§ **YOUR GOAL**:
Within the records, which lines hold the string "Code"? Report each one by copying it.

§ **INPUT DATA**:
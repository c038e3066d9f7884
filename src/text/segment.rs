//! Splitting overlay text into plain and emoji runs.

/// A maximal run of one kind of text.
#[derive(Clone, Debug, PartialEq, Eq)]
pub enum TextRun {
    /// Text drawn with the slide font.
    Plain(String),
    /// One or more emoji clusters drawn with the emoji font.
    Emoji(String),
}

impl TextRun {
    /// Run contents.
    pub fn as_str(&self) -> &str {
        match self {
            TextRun::Plain(s) | TextRun::Emoji(s) => s,
        }
    }
}

const ZWJ: char = '\u{200D}';
const VS16: char = '\u{FE0F}';
const KEYCAP: char = '\u{20E3}';

/// Code points that start an emoji cluster.
pub fn is_emoji_base(c: char) -> bool {
    matches!(
        u32::from(c),
        0x1F000..=0x1FAFF   // pictographs, emoticons, transport, flags, extended-A
        | 0x2600..=0x27BF   // misc symbols, dingbats
        | 0x2B00..=0x2BFF   // stars, arrows
        | 0x2300..=0x23FF   // watch, hourglass, media controls
        | 0x24C2
        | 0x3030
        | 0x303D
        | 0x3297
        | 0x3299
    )
}

/// Code points that never stand alone and extend the preceding emoji.
fn is_emoji_modifier(c: char) -> bool {
    matches!(
        u32::from(c),
        0xFE0E..=0xFE0F     // variation selectors
        | 0x1F3FB..=0x1F3FF // skin tones
        | 0x20E3            // combining keycap
        | 0xE0020..=0xE007F // tag sequences
    )
}

fn is_regional_indicator(c: char) -> bool {
    matches!(u32::from(c), 0x1F1E6..=0x1F1FF)
}

fn is_keycap_base(c: char) -> bool {
    c.is_ascii_digit() || c == '#' || c == '*'
}

/// Length in bytes of the emoji cluster starting at `s[0]`, or `None` when `s` does not start
/// with one.
fn emoji_cluster_len(s: &str) -> Option<usize> {
    let mut it = s.char_indices().peekable();
    let (_, first) = it.next()?;

    if is_keycap_base(first) {
        // `1️⃣` and `1⃣`
        let mut len = first.len_utf8();
        let rest = &s[len..];
        let mut chars = rest.chars();
        match (chars.next(), chars.next()) {
            (Some(VS16), Some(KEYCAP)) => len += VS16.len_utf8() + KEYCAP.len_utf8(),
            (Some(KEYCAP), _) => len += KEYCAP.len_utf8(),
            _ => return None,
        }
        return Some(len);
    }

    if !is_emoji_base(first) {
        return None;
    }

    let mut end = first.len_utf8();
    if is_regional_indicator(first) {
        if let Some(&(i, c)) = it.peek()
            && is_regional_indicator(c)
        {
            end = i + c.len_utf8();
        }
        return Some(end);
    }

    while let Some(&(i, c)) = it.peek() {
        if is_emoji_modifier(c) {
            end = i + c.len_utf8();
            it.next();
        } else if c == ZWJ {
            it.next();
            match it.peek() {
                Some(&(j, next)) if is_emoji_base(next) => {
                    end = j + next.len_utf8();
                    it.next();
                }
                _ => break,
            }
        } else {
            break;
        }
    }
    Some(end)
}

/// Split `text` into emoji clusters, in order.
///
/// Non-emoji characters inside `text` are ignored.
pub fn emoji_clusters(text: &str) -> Vec<&str> {
    let mut out = Vec::new();
    let mut i = 0;
    while i < text.len() {
        let rest = &text[i..];
        match emoji_cluster_len(rest) {
            Some(n) => {
                out.push(&rest[..n]);
                i += n;
            }
            None => i += rest.chars().next().map_or(1, char::len_utf8),
        }
    }
    out
}

/// Scan `text` left to right and group it into plain and emoji runs.
///
/// Stray modifiers and joiners outside an emoji cluster are dropped so they never reach the
/// plain-text font as `.notdef` boxes.
pub fn segment_runs(text: &str) -> Vec<TextRun> {
    let mut runs: Vec<TextRun> = Vec::new();
    let mut i = 0;
    while i < text.len() {
        let rest = &text[i..];
        if let Some(n) = emoji_cluster_len(rest) {
            match runs.last_mut() {
                Some(TextRun::Emoji(s)) => s.push_str(&rest[..n]),
                _ => runs.push(TextRun::Emoji(rest[..n].to_string())),
            }
            i += n;
            continue;
        }

        let Some(c) = rest.chars().next() else {
            break;
        };
        i += c.len_utf8();
        if is_emoji_modifier(c) || c == ZWJ {
            continue;
        }
        match runs.last_mut() {
            Some(TextRun::Plain(s)) => s.push(c),
            _ => runs.push(TextRun::Plain(c.to_string())),
        }
    }
    runs
}

#[cfg(test)]
#[path = "../../tests/unit/text/segment.rs"]
mod tests;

§ **SOLUTION TO THIS TASK**:
/// Code points that start an emoji cluster.
/// Code points that never stand alone and extend the preceding emoji.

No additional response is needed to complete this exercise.